IOG - Instituto de Olhos de Goiânia — Prova 2022

Enunciado

Sobre o rastreamento de câncer de próstata, segundo o Ministério da Saúde do Brasil, é certo que:

Alternativas

  1. A) Não acarreta risco de excesso de tratamentos.
  2. B) Não apresenta risco de excesso de diagnósticos.
  3. C) As evidências científicas atuais demonstram que tem impacto relevante na taxa de letalidade da doença.
  4. D) A estratégia do teste de antígeno prostático - PSA é boa, pois este teste não produz resultados falso positivos.
  5. E) Não há recomendação para sua organização em programas.

Pérola Clínica

MS Brasil não recomenda rastreamento organizado de câncer de próstata devido a riscos de sobrediagnóstico/sobretratamento.

Resumo-Chave

O Ministério da Saúde do Brasil não recomenda o rastreamento organizado do câncer de próstata devido à falta de evidências de impacto relevante na letalidade e aos riscos significativos de sobrediagnóstico e sobretratamento, que podem levar a complicações desnecessárias. A decisão deve ser individualizada e compartilhada.

Contexto Educacional

O rastreamento do câncer de próstata é um tema controverso na saúde pública, com diferentes abordagens e recomendações entre países e instituições. No Brasil, o Ministério da Saúde adota uma postura cautelosa, não recomendando o rastreamento organizado do câncer de próstata para a população masculina assintomática. Essa posição baseia-se na análise crítica das evidências científicas, que demonstram que, embora o rastreamento possa detectar cânceres em estágios iniciais, ele está associado a riscos significativos de sobrediagnóstico e sobretratamento. O sobrediagnóstico refere-se à identificação de cânceres de próstata indolentes que nunca progrediriam para causar sintomas ou óbito, enquanto o sobretratamento envolve intervenções (cirurgia, radioterapia) para esses cânceres, resultando em efeitos adversos como incontinência urinária, disfunção erétil e complicações cirúrgicas, sem benefício real para a sobrevida. Portanto, a abordagem preconizada pelo Ministério da Saúde é a decisão compartilhada, onde o médico deve discutir abertamente com o paciente os potenciais benefícios e malefícios do rastreamento, permitindo que o indivíduo faça uma escolha informada. Não há, portanto, recomendação para a organização de programas de rastreamento populacional no Brasil.

Perguntas Frequentes

Por que o Ministério da Saúde do Brasil não recomenda o rastreamento organizado do câncer de próstata?

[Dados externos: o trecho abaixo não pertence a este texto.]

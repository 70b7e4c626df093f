//! Keccak-256 gadget.
//!
//! Code derived from [axiom-eth](https://github.com/axiom-crypto/axiom-eth).
//! Licensed under the MIT License.
//!
//! The header-update predicate hashes several variable-length byte strings
//! (the seal fields, the RLP-encoded header) to build the block hash it
//! checks signatures against. [`KeccakChip`] accumulates these queries
//! in-circuit and assigns them into a single shared Keccak-f region once,
//! at the end of the enclosing circuit's own `synthesize` -- there is no
//! separate, recursively-verified Keccak sub-circuit here, since the
//! predicate this crate proves is one monolithic circuit rather than an
//! aggregation pipeline.
//!
//! [`Keccak256Circuit`] is a thin, standalone wrapper around the chip, used
//! only to MockProve the gadget in isolation; the real header-update circuit
//! embeds [`KeccakChip`] directly alongside its own gates.

use chip::{assign_prover, KeccakChip};
use core::cell::RefCell;
use halo2_base::{
    gates::{
        builder::{
            FlexGateConfigParams, GateThreadBuilder, MultiPhaseThreadBreakPoints,
        },
        range::{RangeChip, RangeConfig, RangeStrategy},
    },
    halo2_proofs::{
        circuit::{Layouter, SimpleFloorPlanner},
        plonk::{Circuit, Column, ConstraintSystem, Error, Instance},
    },
    AssignedValue, SKIP_FIRST_PASS,
};
use serde::{Deserialize, Serialize};
use std::env::{set_var, var};
use zkevm_keccak::{util::eth_types::Field, KeccakConfig as KeccakBaseConfig};

pub mod chip;
pub mod utils;
pub mod variable;

/// Bits of the lookup table used by the range chip embedded alongside Keccak.
pub const KECCAK_LOOKUP_BITS: usize = 8;

/// Number of bytes in a Keccak-256 digest.
pub const KECCAK_OUTPUT_BYTES: usize = 32;

/// Max number of Keccak rows per round.
///
/// # Note
///
/// Empirically more than 50 rows per round makes the rotation offsets too large.
pub const MAX_KECCAK_ROWS_PER_ROUND: u32 = 50;

/// Gate configuration needed to reconstruct a circuit's `Config` from
/// `Circuit::configure`, which is not given access to `self`.
///
/// Keygen determines `flex_gate_config_params`/`rows_per_round` once, ahead
/// of time; this struct is threaded through the environment so a later
/// `configure` call (which only sees `&mut ConstraintSystem`) can reproduce
/// the same column layout.
#[derive(Clone, Debug, Deserialize, Serialize)]
pub struct KeccakGateConfig {
    /// Number of advice/lookup/fixed columns for the base gate.
    pub flex_gate_config_params: FlexGateConfigParams,
    /// Keccak rows allocated per round of the permutation.
    pub rows_per_round: u32,
    /// Lookup bits used by the shared range chip.
    pub lookup_bits: usize,
}

impl KeccakGateConfig {
    /// Number of advice columns used by the base (non-lookup) gate, across
    /// phases.
    pub fn num_flex_cols(&self) -> usize {
        self.flex_gate_config_params
            .num_advice_per_phase
            .iter()
            .sum()
    }
}

/// Configuration of [`Keccak256Circuit`]: a shared range chip, the zkEVM
/// packed-multi Keccak-f permutation columns, and an instance column to
/// expose the digest.
#[derive(Clone, Debug)]
pub struct KeccakCircuitConfig<F: Field> {
    /// Range chip configuration shared with the base gate.
    pub range: RangeConfig<F>,
    /// zkEVM packed-multi Keccak-f permutation configuration.
    pub keccak: KeccakBaseConfig<F>,
    /// Instance column used to expose the digest bytes.
    pub instance: Column<Instance>,
}

impl<F: Field> KeccakCircuitConfig<F> {
    pub fn configure(
        meta: &mut ConstraintSystem<F>,
        degree_bits: u32,
        params: &KeccakGateConfig,
    ) -> Self {
        let mut range = RangeConfig::configure(
            meta,
            RangeStrategy::Vertical,
            &params.flex_gate_config_params.num_advice_per_phase,
            &params.flex_gate_config_params.num_lookup_advice_per_phase,
            params.flex_gate_config_params.num_fixed,
            params.lookup_bits,
            degree_bits,
        );
        let keccak = KeccakBaseConfig::new(meta);
        range.gate.max_rows = (1 << degree_bits) - meta.minimum_rows();
        let instance = meta.instance_column();
        meta.enable_equality(instance);
        Self {
            range,
            keccak,
            instance,
        }
    }
}

/// Environment variable carrying the serialized [`KeccakGateConfig`] between
/// keygen and `Circuit::configure`, which has no access to `self`.
const KECCAK_TEST_GATE_CONFIG_VAR: &str = "KECCAK_TEST_GATE_CONFIG";
const KECCAK_TEST_DEGREE_VAR: &str = "KECCAK_TEST_DEGREE";

/// Makes `gate_config`/`degree_bits` visible to the next `Circuit::configure`
/// call for [`Keccak256Circuit`]. Must be called before key generation or
/// before `MockProver::run`.
pub fn set_keccak_test_env(gate_config: &KeccakGateConfig, degree_bits: u32) {
    set_var(
        KECCAK_TEST_GATE_CONFIG_VAR,
        serde_json::to_string(gate_config).expect("gate config is serializable"),
    );
    set_var(KECCAK_TEST_DEGREE_VAR, degree_bits.to_string());
}

/// Standalone circuit computing the Keccak-256 digest of a variable-length,
/// length-bounded byte string, exposing the digest bytes as public instances.
///
/// Used only to exercise [`KeccakChip::keccak_var_len`] in isolation under
/// `MockProver`; the header-update circuit embeds the chip directly rather
/// than composing with this circuit.
pub struct Keccak256Circuit<F: Field> {
    builder: RefCell<GateThreadBuilder<F>>,
    break_points: RefCell<MultiPhaseThreadBreakPoints>,
    keccak: RefCell<KeccakChip<F>>,
    digest: RefCell<Vec<AssignedValue<F>>>,
    config: KeccakGateConfig,
}

impl<F: Field> Keccak256Circuit<F> {
    /// Builds a mock-mode circuit computing `keccak256(input[..byte_len])`,
    /// where `input` has been padded with zero bytes up to `input.len()`.
    pub fn mock(
        gate_config: &KeccakGateConfig,
        input: &[u8],
        byte_len: usize,
    ) -> Self {
        assert!(byte_len <= input.len(), "byte_len exceeds padded input length");
        let mut builder = GateThreadBuilder::mock();
        let range = RangeChip::default(gate_config.lookup_bits);
        let ctx = builder.main(0);
        let input_bytes_assigned = ctx.assign_witnesses(
            input.iter().map(|b| F::from(*b as u64)),
        );
        let byte_len_assigned =
            ctx.load_witness(F::from(byte_len as u64));
        let mut keccak = KeccakChip::new(gate_config.rows_per_round as usize);
        keccak.keccak_var_len(ctx, &range, input_bytes_assigned, byte_len_assigned);
        let digest = keccak.var_len_queries()[0]
            .output_bytes_assigned()
            .to_vec();
        Self {
            builder: RefCell::new(builder),
            break_points: RefCell::new(vec![]),
            keccak: RefCell::new(keccak),
            digest: RefCell::new(digest),
            config: gate_config.clone(),
        }
    }
}

impl<F: Field> Circuit<F> for Keccak256Circuit<F> {
    type Config = KeccakCircuitConfig<F>;
    type FloorPlanner = SimpleFloorPlanner;

    fn without_witnesses(&self) -> Self {
        unimplemented!("mock-only test circuit")
    }

    fn configure(meta: &mut ConstraintSystem<F>) -> Self::Config {
        let params: KeccakGateConfig = serde_json::from_str(
            &var(KECCAK_TEST_GATE_CONFIG_VAR)
                .expect("KECCAK_TEST_GATE_CONFIG not set; call set_keccak_test_env first"),
        )
        .expect("gate config deserialization error");
        let degree_bits = var(KECCAK_TEST_DEGREE_VAR)
            .expect("KECCAK_TEST_DEGREE not set; call set_keccak_test_env first")
            .parse()
            .expect("KECCAK_TEST_DEGREE is not a valid u32");
        KeccakCircuitConfig::configure(meta, degree_bits, &params)
    }

    fn synthesize(
        &self,
        config: Self::Config,
        mut layouter: impl Layouter<F>,
    ) -> Result<(), Error> {
        config
            .range
            .load_lookup_table(&mut layouter)
            .expect("load range lookup table");
        config
            .keccak
            .load_aux_tables(&mut layouter)
            .expect("load keccak lookup tables");
        let mut first_pass = SKIP_FIRST_PASS;
        let witness_gen_only = self.builder.borrow().witness_gen_only();
        let mut digest_cells = Vec::new();
        layouter.assign_region(
            || "keccak256 gadget",
            |mut region| {
                if first_pass {
                    first_pass = false;
                    return Ok(());
                }
                if witness_gen_only {
                    let builder = &mut self.builder.borrow_mut();
                    let break_points = &mut self.break_points.borrow_mut();
                    assign_prover(
                        &mut region,
                        &config.range.gate,
                        &config.range.lookup_advice,
                        builder,
                        break_points,
                    );
                    self.keccak
                        .borrow()
                        .assign_keccak_cells(&mut region, &config.keccak);
                } else {
                    let builder = self.builder.borrow();
                    let assignments = builder.assign_all(
                        &config.range.gate,
                        &config.range.lookup_advice,
                        &config.range.q_lookup,
                        &mut region,
                        Default::default(),
                    );
                    digest_cells = self
                        .digest
                        .borrow()
                        .iter()
                        .map(|byte| {
                            chip::assigned_cell_from_assigned_value(
                                byte,
                                &assignments,
                            )
                        })
                        .collect();
                    let (fixed_len_cells, var_len_cells) = self
                        .keccak
                        .borrow()
                        .assign_keccak_cells(&mut region, &config.keccak);
                    self.keccak.borrow().constrain_fixed_queries(
                        &mut region,
                        &assignments,
                        &fixed_len_cells,
                    );
                    self.keccak.borrow().constrain_var_queries(
                        &mut region,
                        &assignments,
                        &var_len_cells,
                    );
                    *self.break_points.borrow_mut() = assignments.break_points;
                }
                Ok(())
            },
        )?;
        if !witness_gen_only {
            let mut layouter = layouter.namespace(|| "expose digest");
            for (i, cell) in digest_cells.iter().enumerate() {
                layouter.constrain_instance(*cell, config.instance, i);
            }
        }
        Ok(())
    }
}

#[cfg(test)]
mod tests {
    use super::*;
    use halo2_base::{
        gates::builder::FlexGateConfigParams,
        halo2_proofs::{dev::MockProver, halo2curves::bn256::Fr},
    };
    use itertools::Itertools;

    fn test_gate_config(lookup_bits: usize) -> KeccakGateConfig {
        KeccakGateConfig {
            flex_gate_config_params: FlexGateConfigParams {
                k: 14,
                num_advice_per_phase: vec![20],
                num_lookup_advice_per_phase: vec![2],
                num_fixed: 1,
            },
            rows_per_round: 25,
            lookup_bits,
        }
    }

    #[test]
    fn keccak_var_len_matches_reference_digest() {
        let gate_config = test_gate_config(KECCAK_LOOKUP_BITS);
        set_keccak_test_env(&gate_config, 14);

        let message = b"the quick brown fox jumps over the lazy dog";
        let max_len = 128;
        let mut padded = message.to_vec();
        padded.resize(max_len, 0);

        let circuit = Keccak256Circuit::<Fr>::mock(&gate_config, &padded, message.len());
        let expected = ethers_core::utils::keccak256(message);
        let instance: Vec<Fr> = expected.iter().map(|b| Fr::from(*b as u64)).collect_vec();

        MockProver::run(14, &circuit, vec![instance])
            .expect("mock proving should not error")
            .assert_satisfied();
    }
}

O Ministério da Saúde não recomenda o rastreamento organizado devido à falta de evidências de que o rastreamento populacional reduza a mortalidade de forma significativa e aos riscos de sobrediagnóstico e sobretratamento, que podem causar danos aos pacientes.

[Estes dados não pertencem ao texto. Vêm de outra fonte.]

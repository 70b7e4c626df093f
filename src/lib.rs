use serde::{Deserialize, Serialize};
use std::fmt;

// For simplicity, we use this trait even in situations
// where `halo2_base::utils::ScalarField` would suffice.
// (It extends that trait)
pub use halo2_ecc::fields::PrimeField as EccPrimeField;

pub mod bls;
pub mod ecdsa_multisig;
pub mod header;
pub mod keccak;
pub mod rlp;
pub mod slice;
pub mod update;
pub mod utils;
pub mod witness;

const DEFAULT_NUM_LIMBS: usize = 3;

const DEFAULT_LIMB_BITS: usize = 88;

#[derive(Clone, Copy, Debug, Deserialize, Eq, Hash, PartialEq, Serialize)]
/// Configuration parameters for a axiom-halo2 circuit (where degree is
/// specified, and numbers of columns are computed).
pub struct CircuitConfig {
    /// Columns have length `2^degree_bits`.  Commonly referred to as `k`.
    pub degree_bits: u32,
    /// Lookup tables have length `2^lookup_bits`
    pub lookup_bits: usize,
}

impl fmt::Display for CircuitConfig {
    fn fmt(&self, f: &mut fmt::Formatter<'_>) -> fmt::Result {
        writeln!(f, "Degree bits: {}", self.degree_bits)?;
        writeln!(f, "Lookup bits: {}", self.lookup_bits)
    }
}

#[derive(Clone, Copy, Debug, Deserialize, Eq, Hash, PartialEq, Serialize)]
/// [`CircuitConfig`] extended with the CRT limb configuration shared by the
/// emulated-field gadgets (secp256k1 for the multisig circuit, BLS12-381
/// for the header-update circuit).
pub struct CircuitWithLimbsConfig {
    /// Columns have length `2^degree_bits`.  Commonly referred to as `k`.
    pub degree_bits: u32,
    /// Lookup tables have length `2^lookup_bits`
    pub lookup_bits: usize,
    /// Size of limbs for CRT arithmetic
    pub limb_bits: usize,
    /// Number of limbs for CRT arithmetic
    pub num_limbs: usize,
}

impl CircuitWithLimbsConfig {
    /// Initialize using default values, given a log-2 degree `k`.  Lookup
    /// bits are set to `k - 1` and the limb configuration uses
    /// DEFAULT_LIMB_BITS and DEFAULT_NUM_LIMBS.
    pub const fn from_degree_bits(k: u32) -> Self {
        Self {
            degree_bits: k,
            lookup_bits: (k - 1) as usize,
            limb_bits: DEFAULT_LIMB_BITS,
            num_limbs: DEFAULT_NUM_LIMBS,
        }
    }
}

impl fmt::Display for CircuitWithLimbsConfig {
    fn fmt(&self, f: &mut fmt::Formatter<'_>) -> fmt::Result {
        writeln!(f, "Degree bits: {}", self.degree_bits)?;
        writeln!(f, "Lookup bits: {}", self.lookup_bits)?;
        writeln!(f, "Limb bits: {}", self.limb_bits)?;
        writeln!(f, "Num limbs: {}", self.num_limbs)
    }
}

pub use utils::circuit_config::HeaderCircuitConfig;

/// Errors surfaced at circuit-*construction* time: a length mismatch
/// between a header-parameters field and its declared physical width, or
/// an extra-field version byte the state machine does not recognize.
/// Witness-dependent failures are never represented here -- every
/// in-circuit predicate is an unconditional assertion that simply fails to
/// be satisfied; only shape errors at the native/off-circuit boundary are
/// `Result`-returning, the same split the teacher draws between
/// `VerificationKey`/`Proof` well-formedness checks and in-circuit gates.
#[derive(Clone, Debug, thiserror::Error)]
pub enum HeaderCircuitError {
    #[error("field `{field}` has physical width {got}, expected {expected}")]
    FieldWidthMismatch {
        field: &'static str,
        expected: usize,
        got: usize,
    },
    #[error("extra-field version byte {0:#x} is not a supported version")]
    UnsupportedExtraVersion(u8),
    #[error("malformed header: {0}")]
    MalformedHeader(String),
}
//! Per-run product artifacts under `.fixer/runs/<run_id>/`.
//!
//! Distinct from tracing: these files are always written for a logged run
//! and are what the UI and post-mortems read. Layout:
//!
//! - `state.json` — loop-state snapshot, rewritten after every transition
//! - `iterations/<n>/record.json` — one file per completed step
//! - `outcome.json` — terminal structured outcome

use std::fs;
use std::path::{Path, PathBuf};

use anyhow::{Context, Result};
use serde::Serialize;
use tracing::debug;

use crate::core::state::LoopState;
use crate::core::types::{ExecutionRecord, RunOutcome};

/// Writer for one run's artifacts.
#[derive(Debug, Clone)]
pub struct RunLog {
    dir: PathBuf,
}

impl RunLog {
    /// Create the run directory under `<root>/.fixer/runs/<run_id>`.
    pub fn create(root: &Path, run_id: &str) -> Result<Self> {
        let dir = root.join(".fixer").join("runs").join(run_id);
        fs::create_dir_all(&dir)
            .with_context(|| format!("create run log dir {}", dir.display()))?;
        debug!(dir = %dir.display(), "run log created");
        Ok(Self { dir })
    }

    pub fn dir(&self) -> &Path {
        &self.dir
    }

    /// Atomically rewrite the loop-state snapshot.
    pub fn write_state(&self, state: &LoopState) -> Result<()> {
        write_json_atomic(&self.dir.join("state.json"), state)
    }

    /// Write the record for one completed iteration.
    pub fn write_record(&self, iter: u32, record: &ExecutionRecord) -> Result<()> {
        let iter_dir = self.dir.join("iterations").join(iter.to_string());
        fs::create_dir_all(&iter_dir)
            .with_context(|| format!("create iteration dir {}", iter_dir.display()))?;
        write_json(&iter_dir.join("record.json"), record)
    }

    /// Write the terminal outcome.
    pub fn write_outcome(&self, outcome: &RunOutcome) -> Result<()> {
        write_json_atomic(&self.dir.join("outcome.json"), outcome)
    }
}

fn write_json<T: Serialize>(path: &Path, value: &T) -> Result<()> {
    let mut buf = serde_json::to_string_pretty(value)?;
    buf.push('\n');
    fs::write(path, buf).with_context(|| format!("write {}", path.display()))
}

fn write_json_atomic<T: Serialize>(path: &Path, value: &T) -> Result<()> {
    let mut buf = serde_json::to_string_pretty(value)?;
    buf.push('\n');
    let tmp_path = path.with_extension("json.tmp");
    fs::write(&tmp_path, buf).with_context(|| format!("write temp {}", tmp_path.display()))?;
    fs::rename(&tmp_path, path).with_context(|| format!("replace {}", path.display()))?;
    Ok(())
}
impl Tool for CreateBranchTool {
    fn spec(&self) -> ToolSpec {
        Self::spec()
    }

    fn invoke(&self, args: &Value) -> ToolOutcome {
        let args: CreateBranchArgs = match parse_args(args) {
            Ok(args) => args,
            Err(outcome) => return outcome,
        };
        outcome_from(
            self.service
                .create_branch(&self.repository, &self.base_branch, &args.branch),
        )
    }
}

#[derive(Debug, Deserialize)]
struct UpdateFileArgs {
    path: String,
    content: String,
    commit_message: String,
    branch: String,
}

/// Commits new file content on a branch.
pub struct UpdateFileTool {
    service: Arc<GitHubService>,
    repository: String,
}

impl UpdateFileTool {
    pub fn spec() -> ToolSpec {
        ToolSpec {
            name: "update_file_in_branch".to_string(),
            description: "Write new content for a file on a branch, committing the change"
                .to_string(),
            parameters: json!({
                "type": "object",
                "properties": {
                    "path": {"type": "string", "description": "file path within the repository"},
                    "content": {"type": "string", "description": "full new file content"},
                    "commit_message": {"type": "string", "description": "commit message for the change"},
                    "branch": {"type": "string", "description": "branch to commit to"}
                },
                "required": ["path", "content", "commit_message", "branch"],
                "additionalProperties": false
            }),
        }
    }
}

impl Tool for UpdateFileTool {
    fn spec(&self) -> ToolSpec {
        Self::spec()
    }

    fn invoke(&self, args: &Value) -> ToolOutcome {
        let args: UpdateFileArgs = match parse_args(args) {
            Ok(args) => args,
            Err(outcome) => return outcome,
        };
        outcome_from(self.service.update_file(
            &self.repository,
            &args.path,
            &args.content,
            &args.commit_message,
            &args.branch,
        ))
    }
}

#[derive(Debug, Deserialize)]
struct PullRequestArgs {
    title: String,
    body: String,
    branch: String,
}

/// Opens a pull request from a work branch into the base branch.
pub struct CreatePullRequestTool {
    service: Arc<GitHubService>,
    repository: String,
    base_branch: String,
}

impl CreatePullRequestTool {
    pub fn spec() -> ToolSpec {
        ToolSpec {
            name: "create_pull_request".to_string(),
            description: "Open a pull request from a branch into the base branch".to_string(),
            parameters: json!({
                "type": "object",
                "properties": {
                    "title": {"type": "string", "description": "pull request title"},
                    "body": {"type": "string", "description": "pull request description"},
                    "branch": {"type": "string", "description": "branch holding the changes"}
                },
                "required": ["title", "body", "branch"],
                "additionalProperties": false
            }),
        }
    }
}

impl Tool for CreatePullRequestTool {
    fn spec(&self) -> ToolSpec {
        Self::spec()
    }

    fn invoke(&self, args: &Value) -> ToolOutcome {
        let args: PullRequestArgs = match parse_args(args) {
            Ok(args) => args,
            Err(outcome) => return outcome,
        };
        outcome_from(self.service.create_pull_request(
            &self.repository,
            &args.title,
            &args.body,
            &args.branch,
            &self.base_branch,
        ))
    }
}
//! Side-effecting support: configuration, run artifacts, child processes.

pub mod config;
pub mod process;
pub mod run_log;
//! Step executor: drives one plan step through a bounded tool loop.
//!
//! Each turn the model either calls one tool or finishes the step with a
//! result. Tool failures are fed back as observations and never abort the
//! step; only the turn cap does, and even then the step still produces a
//! record whose result text marks it incomplete.

use std::sync::LazyLock;

use anyhow::Context as _;
use serde::Deserialize;
use serde_json::Value;
use tracing::{debug, warn};

use crate::core::types::{ExecutionRecord, RunContext};
use crate::events::RunEvent;
use crate::model::{ChatMessage, LanguageModel};
use crate::prompts::PromptEngine;
use crate::tools::ToolRegistry;

const DECISION_SCHEMA: &str = include_str!("schemas/decision.schema.json");

static DECISION_SCHEMA_VALUE: LazyLock<Value> = LazyLock::new(|| {
    serde_json::from_str(DECISION_SCHEMA).expect("decision schema should be valid JSON")
});

/// Consecutive invalid model replies tolerated before the step aborts.
const MAX_BAD_REPLIES: u32 = 3;

/// Configuration for step execution.
#[derive(Debug, Clone)]
pub struct StepConfig {
    /// Bound on model turns (tool calls plus the finish) per step.
    pub max_turns: u32,
}

impl Default for StepConfig {
    fn default() -> Self {
        Self { max_turns: 12 }
    }
}

#[derive(Debug, Deserialize)]
#[serde(tag = "action", rename_all = "lowercase")]
enum StepDecision {
    Tool {
        tool: String,
        #[serde(default)]
        arguments: Value,
    },
    Finish {
        result: String,
    },
}

/// Step executor owning the prompt engine, decision schema and turn cap.
pub struct StepRunner {
    prompts: PromptEngine,
    config: StepConfig,
}

impl StepRunner {
    pub fn new(config: StepConfig) -> Self {
        Self {
            prompts: PromptEngine::new(),
            config,
        }
    }

    /// Execute one plan step.
    ///
    /// Always produces exactly one record; never raises for tool failures
    /// or malformed model replies.
    pub fn execute<M: LanguageModel>(
        &self,
        model: &M,
        registry: &ToolRegistry,
        ctx: &RunContext,
        iter: u32,
        step: &str,
        on_event: &mut dyn FnMut(&RunEvent),
    ) -> ExecutionRecord {
        let system = match self.prompts.render_step(ctx, step, &registry.specs()) {
            Ok(prompt) => prompt,
            Err(err) => {
                // Rendering failure would repeat every turn; report it once.
                return finish_record(step, format!("step setup failed: {err:#}"), &[]);
            }
        };

        let mut messages = vec![ChatMessage::system(system), ChatMessage::user(step)];
        let mut tool_notes: Vec<String> = Vec::new();
        let mut bad_replies = 0u32;

        for turn in 1..=self.config.max_turns {
            let decision = model
                .complete_structured(&messages, &DECISION_SCHEMA_VALUE)
                .and_then(|value| {
                    serde_json::from_value::<StepDecision>(value).context("parse step decision")
                });

            match decision {
                Ok(StepDecision::Finish { result }) => {
                    debug!(turn, "step finished");
                    return finish_record(step, result, &tool_notes);
                }
                Ok(StepDecision::Tool { tool, arguments }) => {
                    bad_replies = 0;
                    let outcome = registry.dispatch(&tool, &arguments);
                    on_event(&RunEvent::ToolInvoked {
                        run_id: ctx.run_id.clone(),
                        iter,
                        tool: tool.clone(),
                        ok: outcome.ok,
                    });

                    let observation = if outcome.ok {
                        format!("{tool}: {}", outcome.message)
                    } else {
                        format!("{tool}: error: {}", outcome.message)
                    };
                    debug!(turn, tool = %tool, ok = outcome.ok, "tool observed");
                    tool_notes.push(observation.clone());

                    messages.push(ChatMessage::assistant(
                        serde_json::json!({"action": "tool", "tool": tool, "arguments": arguments})
                            .to_string(),
                    ));
                    messages.push(ChatMessage::user(format!("Observation: {observation}")));
                }
                Err(err) => {
                    bad_replies += 1;
                    warn!(turn, bad_replies, "invalid step decision");
                    if bad_replies >= MAX_BAD_REPLIES {
                        return finish_record(
                            step,
                            format!("step aborted: no valid decision from the model: {err:#}"),
                            &tool_notes,
                        );
                    }
                    messages.push(ChatMessage::user(format!(
                        "Your previous reply was invalid ({err:#}). Reply with a single \
                         JSON object matching the decision schema."
                    )));
                }
            }
        }

        warn!(max_turns = self.config.max_turns, "step turn cap reached");
        finish_record(
            step,
            format!(
                "incomplete: stopped after {} turns without a final answer",
                self.config.max_turns
            ),
            &tool_notes,
        )
    }
}

/// Fold notable tool outcomes into the record's free-text result.
fn finish_record(step: &str, result: String, tool_notes: &[String]) -> ExecutionRecord {
    let result = if tool_notes.is_empty() {
        result
    } else {
        let digest: Vec<String> = tool_notes.iter().map(|note| format!("- {note}")).collect();
        format!("{result}\n\nTool results:\n{}", digest.join("\n"))
    };
    ExecutionRecord {
        step: step.to_string(),
        result,
    }
}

Quais são os principais riscos associados ao rastreamento do câncer de próstata?

Os principais riscos incluem o sobrediagnóstico (identificação de cânceres indolentes que nunca causariam sintomas), o sobretratamento (intervenções desnecessárias com efeitos adversos como incontinência e disfunção erétil) e os resultados falso-positivos do PSA.

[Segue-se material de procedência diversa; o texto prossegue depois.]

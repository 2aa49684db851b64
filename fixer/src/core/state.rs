//! Mutable aggregate state for one control-loop run.

use serde::{Deserialize, Serialize};

use crate::core::types::ExecutionRecord;

/// Phase of the control-loop state machine.
///
/// `Planning` is the sole initial phase, `Done` the sole terminal one.
#[derive(Debug, Clone, Copy, PartialEq, Eq, Serialize, Deserialize)]
#[serde(rename_all = "lowercase")]
pub enum RunPhase {
    Planning,
    Executing,
    Replanning,
    Done,
}

/// Loop state for one run.
///
/// Owned exclusively by the control loop for the duration of the run.
/// Concurrent runs each get an independent instance; isolation is achieved
/// by not sharing, not by synchronization.
#[derive(Debug, Clone, PartialEq, Eq, Serialize, Deserialize)]
pub struct LoopState {
    pub goal: String,
    pub phase: RunPhase,
    /// Ordered steps still to execute. The head is always next.
    pub remaining_steps: Vec<String>,
    /// Append-only log of completed steps, oldest first.
    pub history: Vec<ExecutionRecord>,
    pub final_response: Option<String>,
}

impl LoopState {
    pub fn new(goal: impl Into<String>) -> Self {
        Self {
            goal: goal.into(),
            phase: RunPhase::Planning,
            remaining_steps: Vec::new(),
            history: Vec::new(),
            final_response: None,
        }
    }

    /// Remove and return the head of the remaining plan.
    ///
    /// The step is consumed immediately: it counts as executed whether or
    /// not the tools inside it succeed.
    pub fn take_next_step(&mut self) -> Option<String> {
        if self.remaining_steps.is_empty() {
            return None;
        }
        Some(self.remaining_steps.remove(0))
    }

    /// Append a completed record. Existing records are never rewritten.
    pub fn record(&mut self, record: ExecutionRecord) {
        self.history.push(record);
    }

    /// Replace the remaining plan after replanning. The new plan may
    /// shrink, grow or reorder relative to the previous one.
    pub fn replace_plan(&mut self, steps: Vec<String>) {
        self.remaining_steps = steps;
    }

    pub fn finish(&mut self, response: impl Into<String>) {
        self.final_response = Some(response.into());
        self.phase = RunPhase::Done;
    }

    /// True once a final response is set or no work remains.
    pub fn is_done(&self) -> bool {
        self.final_response.is_some() || self.remaining_steps.is_empty()
    }
}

O que significa a decisão compartilhada no contexto do rastreamento de câncer de próstata?

A decisão compartilhada implica que o médico deve discutir com o paciente os potenciais benefícios e malefícios do rastreamento, permitindo que o paciente faça uma escolha informada com base em suas preferências e valores, sem uma recomendação universal.